Your task is to gather the lines below that hold the string "snapshot".

··· EXTRACTED DATA

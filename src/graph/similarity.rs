//! Lexical-overlap similarity between sentences
//!
//! Weights follow Mihalcea & Tarau (2004): shared words normalized by the
//! log lengths of both sentences.

use crate::types::WordSet;
use std::cmp::Ordering;

/// Count the words two sets have in common.
///
/// Linear two-pointer merge; relies on both sets being sorted, which
/// [`WordSet`] guarantees.
pub fn overlap(a: &WordSet, b: &WordSet) -> usize {
    let (a, b) = (a.as_slice(), b.as_slice());
    let (mut i, mut j) = (0, 0);
    let mut shared = 0;

    while i < a.len() && j < b.len() {
        match a[i].cmp(&b[j]) {
            Ordering::Less => i += 1,
            Ordering::Greater => j += 1,
            Ordering::Equal => {
                shared += 1;
                i += 1;
                j += 1;
            }
        }
    }

    shared
}

/// Similarity of two sentences: `overlap / (ln|a| + ln|b|)`.
///
/// A set of zero or one word makes the denominator zero, negative infinity or
/// too small to be meaningful; such pairs score 0.
pub fn similarity(a: &WordSet, b: &WordSet) -> f64 {
    if a.len() <= 1 || b.len() <= 1 {
        return 0.0;
    }

    let denominator = (a.len() as f64).ln() + (b.len() as f64).ln();
    if !denominator.is_finite() || denominator <= 0.0 {
        return 0.0;
    }

    overlap(a, b) as f64 / denominator
}
use serde::{Deserialize, Serialize};

pub use hotseat_core::{Category, Settings, Theme};

/// One category file as written on disk. Themes may leave out the fields
/// they share with the file.
#[derive(Debug, Clone, Serialize, Deserialize)]
pub struct CategoryFile {
    pub category: String,
    #[serde(default)]
    pub color: String,
    #[serde(default)]
    pub themes: Vec<ThemeEntry>,
}

#[derive(Debug, Clone, Serialize, Deserialize)]
pub struct ThemeEntry {
    #[serde(default)]
    pub category: Option<String>,
    pub title: String,
    #[serde(default)]
    pub color: Option<String>,
    #[serde(default, rename = "excludedRounds")]
    pub excluded_rounds: Vec<u8>,
}
use anyhow::Context;
use hotseat_core::{Event, Feedback, Game, GameError, GamePhase, PlayerId, Settings, TimerEventKind};
use hotseat_data::{default_settings_path, load_catalog, JsonSettingsStore};
use std::path::PathBuf;
use tokio::io::{AsyncBufReadExt, BufReader};
use tracing::{debug, info};
use tracing_subscriber::{fmt, EnvFilter};

const DEFAULT_ASSETS_DIR: &str = "assets/categories";
const DEFAULT_SEED: u64 = 0xC0FFEE;

#[derive(Debug, Clone)]
struct CliOptions {
    assets: PathBuf,
    settings: Option<PathBuf>,
    seed: u64,
}

fn parse_cli_options(args: &[String]) -> CliOptions {
    let mut assets = PathBuf::from(DEFAULT_ASSETS_DIR);
    let mut settings = None;
    let mut seed = None;
    let mut idx = 0usize;
    while idx < args.len() {
        match args[idx].as_str() {
            "--assets" => {
                if let Some(value) = args.get(idx + 1) {
                    assets = PathBuf::from(value);
                    idx += 1;
                }
            }
            "--settings" => {
                if let Some(value) = args.get(idx + 1) {
                    settings = Some(PathBuf::from(value));
                    idx += 1;
                }
            }
            "--seed" => {
                if let Some(value) = args.get(idx + 1) {
                    seed = value.parse::<u64>().ok();
                    idx += 1;
                }
            }
            _ => {}
        }
        idx += 1;
    }
    CliOptions {
        assets,
        settings: settings.or_else(default_settings_path),
        seed: seed.unwrap_or_else(time_seed),
    }
}

fn time_seed() -> u64 {
    std::time::SystemTime::now()
        .duration_since(std::time::UNIX_EPOCH)
        .map(|elapsed| elapsed.as_nanos() as u64)
        .unwrap_or(DEFAULT_SEED)
}

/// HOTSEAT_LOG, then RUST_LOG, then "warn". Output goes to stderr so it
/// never mixes with the game text.
fn init_logging() {
    let filter = std::env::var("HOTSEAT_LOG")
        .or_else(|_| std::env::var("RUST_LOG"))
        .map(EnvFilter::new)
        .unwrap_or_else(|_| EnvFilter::new("warn"));
    fmt()
        .with_env_filter(filter)
        .with_writer(std::io::stderr)
        .without_time()
        .try_init()
        .ok();
}

fn main() -> anyhow::Result<()> {
    init_logging();
    let args: Vec<String> = std::env::args().skip(1).collect();
    let options = parse_cli_options(&args);
    let runtime = tokio::runtime::Builder::new_current_thread()
        .enable_time()
        .build()
        .context("build runtime")?;
    runtime.block_on(run(options))
}

async fn run(options: CliOptions) -> anyhow::Result<()> {
    let catalog = load_catalog(&options.assets)
        .with_context(|| format!("load categories from {}", options.assets.display()))?;
    if catalog.is_empty() {
        anyhow::bail!("no categories found in {}", options.assets.display());
    }
    info!(
        categories = catalog.categories().len(),
        seed = options.seed,
        "starting"
    );
    let mut game = match &options.settings {
        Some(path) => {
            debug!(path = %path.display(), "settings file");
            Game::new(catalog, JsonSettingsStore::new(path), options.seed)
        }
        None => Game::new(catalog, Settings::default(), options.seed),
    };

    print_help();
    print_hint(&game);
    let mut lines = BufReader::new(tokio::io::stdin()).lines();
    loop {
        tokio::select! {
            line = lines.next_line() => {
                let Some(line) = line.context("read stdin")? else {
                    break;
                };
                let before = game.phase();
                match execute(&mut game, line.trim()) {
                    Ok(Flow::Quit) => break,
                    Ok(Flow::Continue) => {}
                    Err(err) => println!("error: {err}"),
                }
                print_events(&mut game);
                if game.phase() != before {
                    print_hint(&game);
                }
            }
            event = game.next_timer_event() => {
                let before = game.phase();
                match event {
                    Ok(event) => {
                        if let TimerEventKind::Tick(remaining) = event.kind {
                            if remaining % 5 == 0 || remaining <= 3 {
                                println!("  {remaining}s");
                            }
                        }
                    }
                    Err(err) => println!("error: {err}"),
                }
                print_events(&mut game);
                if game.phase() != before {
                    print_hint(&game);
                }
            }
        }
    }
    Ok(())
}

enum Flow {
    Continue,
    Quit,
}

fn execute(game: &mut Game, input: &str) -> Result<Flow, GameError> {
    let mut parts = input.split_whitespace();
    let Some(cmd) = parts.next() else {
        return Ok(Flow::Continue);
    };
    let args: Vec<&str> = parts.collect();
    match cmd {
        "help" | "h" | "?" => print_help(),
        "quit" | "exit" | "q" => return Ok(Flow::Quit),
        "add" => {
            let name = args.join(" ");
            game.add_player(&name)?;
        }
        "remove" | "rm" => match args.first().and_then(|value| value.parse::<usize>().ok()) {
            Some(number) if number > 0 => {
                game.remove_player(number - 1)?;
            }
            _ => println!("usage: remove <number>"),
        },
        "players" | "p" => print_players(game),
        "start" => game.start_game()?,
        "next" => game.set_phase(GamePhase::PlayerInstruction)?,
        "go" => game.start_turn()?,
        "ok" | "y" => game.validate_card()?,
        "pass" | "n" => game.pass_card()?,
        "stop" => game.end_turn()?,
        "pause" => game.pause()?,
        "resume" => game.resume()?,
        "secret" => {
            if args.is_empty() {
                println!("usage: secret <category>");
                print_categories(game);
            } else {
                game.generate_personal_card(&args.join(" "))?;
            }
        }
        "continue" | "c" => game.advance_to_next_player()?,
        "round" => game.advance_to_next_round()?,
        "finish" => game.finish_game()?,
        "reset" => game.reset_game(),
        "status" | "s" => {
            if args.first() == Some(&"--json") {
                match serde_json::to_string_pretty(&game.snapshot()) {
                    Ok(json) => println!("{json}"),
                    Err(err) => println!("error: {err}"),
                }
            } else {
                print_status(game);
            }
        }
        other => println!("unknown command: {other} (try `help`)"),
    }
    Ok(Flow::Continue)
}

fn print_help() {
    println!("== Hotseat ==");
    println!("  add <name>         add a player");
    println!("  remove <number>    remove a player");
    println!("  players            list players and scores");
    println!("  start              start the game");
    println!("  secret <category>  draw a secret card (round 3)");
    println!("  next               leave the round instructions");
    println!("  go                 start the turn");
    println!("  ok / pass          card found / skipped");
    println!("  stop               end the turn");
    println!("  pause / resume     hold the countdown");
    println!("  continue           next player");
    println!("  round              next round");
    println!("  finish             show the final ranking");
    println!("  reset              start over with the same players");
    println!("  status [--json]    show the table");
    println!("  help / quit");
}

fn print_hint(game: &Game) {
    match game.phase() {
        GamePhase::PlayersSetup => println!("-- add players, then `start`"),
        GamePhase::RoundInstruction { needs_setup } => {
            let config = game.round_config();
            println!(
                "-- round {}: {} ({} turn(s) each, {}s timer)",
                config.round, config.title, config.turns_per_player, config.timer_seconds
            );
            if needs_setup {
                if let Some(player) = game
                    .personal_card_candidate()
                    .and_then(|index| game.players().get(index))
                {
                    println!("-- {}: pick a secret card with `secret <category>`", player.name);
                    print_categories(game);
                }
            } else {
                println!("-- `next` when everyone is ready");
            }
        }
        GamePhase::PlayerInstruction => {
            if let Ok(player) = game.current_player() {
                println!("-- pass the device to {}, then `go`", player.name);
            }
        }
        GamePhase::Playing => {
            if let Some(card) = game.current_card() {
                println!(">> {card}");
            }
            if let Ok(player) = game.current_player() {
                println!("-- {} plays: `ok`, `pass` or `stop`", player.name);
            }
        }
        GamePhase::PlayerTurnResult => {
            if let Ok(player) = game.current_player() {
                println!("-- {} scored {} this turn; `continue`", player.name, player.turn_score);
            }
        }
        GamePhase::RoundResult => {
            let config = game.round_config();
            println!("-- round {} over", config.round);
            for player in game.players() {
                println!(
                    "   {:<20} {:>4}  {}",
                    player.name,
                    player.round_score,
                    feedback_label(config.feedback(player.round_score))
                );
            }
            if config.round.is_last() {
                println!("-- `finish` for the final ranking");
            } else {
                println!("-- `round` for the next round");
            }
        }
        GamePhase::GameResult => {
            println!("-- final ranking");
            for (place, player) in game.ranking().iter().enumerate() {
                println!("   {}. {:<20} {:>4}", place + 1, player.name, player.score);
            }
            println!("-- `reset` to play again");
        }
    }
}

fn feedback_label(feedback: Feedback) -> &'static str {
    match feedback {
        Feedback::Poor => "poor",
        Feedback::Fair => "fair",
        Feedback::Good => "good",
        Feedback::Excellent => "excellent",
    }
}

fn print_players(game: &Game) {
    if game.players().is_empty() {
        println!("no players yet");
        return;
    }
    for (idx, player) in game.players().iter().enumerate() {
        let marker = if idx == game.current_index() { '*' } else { ' ' };
        let mut flags = Vec::new();
        if player.is_main_player {
            flags.push("hot seat");
        }
        if player.is_eliminated {
            flags.push("out");
        }
        println!(
            "{marker}{}. {:<20} score {:>4} | round {:>4} | turns left {} {}",
            idx + 1,
            player.name,
            player.score,
            player.round_score,
            player.remaining_turns,
            flags.join(", ")
        );
    }
}

fn print_categories(game: &Game) {
    println!("   categories: {}", game.table().catalog.category_names().join(", "));
}

fn print_status(game: &Game) {
    let snapshot = game.snapshot();
    println!(
        "round {} ({}) | phase {}",
        snapshot.round, snapshot.round_title, snapshot.phase
    );
    if let Some(card) = &snapshot.current_card {
        println!("card: {card}");
    }
    if game.table().countdown().is_active() {
        println!(
            "timer: {}s ({:.0}%)",
            snapshot.countdown_remaining,
            snapshot.countdown_progress * 100.0
        );
    }
    if snapshot.deck_exhausted {
        println!("deck exhausted");
    }
    print_players(game);
}

fn print_events(game: &mut Game) {
    for event in game.drain_events() {
        if let Some(line) = format_event(game, &event) {
            println!("  {line}");
        }
    }
}

fn player_name(game: &Game, id: PlayerId) -> String {
    game.players()
        .iter()
        .find(|player| player.id == id)
        .map(|player| player.name.clone())
        .unwrap_or_else(|| format!("player {}", id.0))
}

fn format_event(game: &Game, event: &Event) -> Option<String> {
    let line = match event {
        Event::PlayerAdded { name, .. } => format!("{name} joined"),
        Event::PlayerRemoved { name, .. } => format!("{name} left"),
        Event::GameStarted { players } => format!("game started with {players} players"),
        Event::RoundStarted { round, cards } => format!("round {round}: {cards} cards in the deck"),
        Event::CardDrawn { title, category } => format!(">> {title} ({category})"),
        Event::CardValidated { player, points } => {
            format!("{} +{points}", player_name(game, *player))
        }
        Event::CardPassed { player, penalty } if *penalty > 0 => {
            format!("{} passed, -{penalty}", player_name(game, *player))
        }
        Event::CardPassed { player, .. } => format!("{} passed", player_name(game, *player)),
        Event::PlayerEliminated { player, by } => format!(
            "{} is out, +1 for {}",
            player_name(game, *player),
            player_name(game, *by)
        ),
        Event::HotSeatWon { player, bonus } => {
            format!("{} wins the hot seat, +{bonus}", player_name(game, *player))
        }
        Event::PersonalCardAssigned { player } => {
            format!("{} has a secret card", player_name(game, *player))
        }
        Event::TimerFinished => "time is up".to_string(),
        Event::TimerPaused { remaining } => format!("paused at {remaining}s"),
        Event::TimerResumed { remaining } => format!("resumed at {remaining}s"),
        Event::GameReset => "game reset".to_string(),
        Event::PhaseChanged { .. } | Event::CurrentPlayerChanged { .. } | Event::TimerTick { .. } => {
            return None
        }
    };
    Some(line)
}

······

• [TASK SOLUTION]
                match serde_json::to_string_pretty(&game.snapshot()) {
    let snapshot = game.snapshot();
        snapshot.round, snapshot.round_title, snapshot.phase
    if let Some(card) = &snapshot.current_card {
            snapshot.countdown_remaining,
            snapshot.countdown_progress * 100.0
    if snapshot.deck_exhausted {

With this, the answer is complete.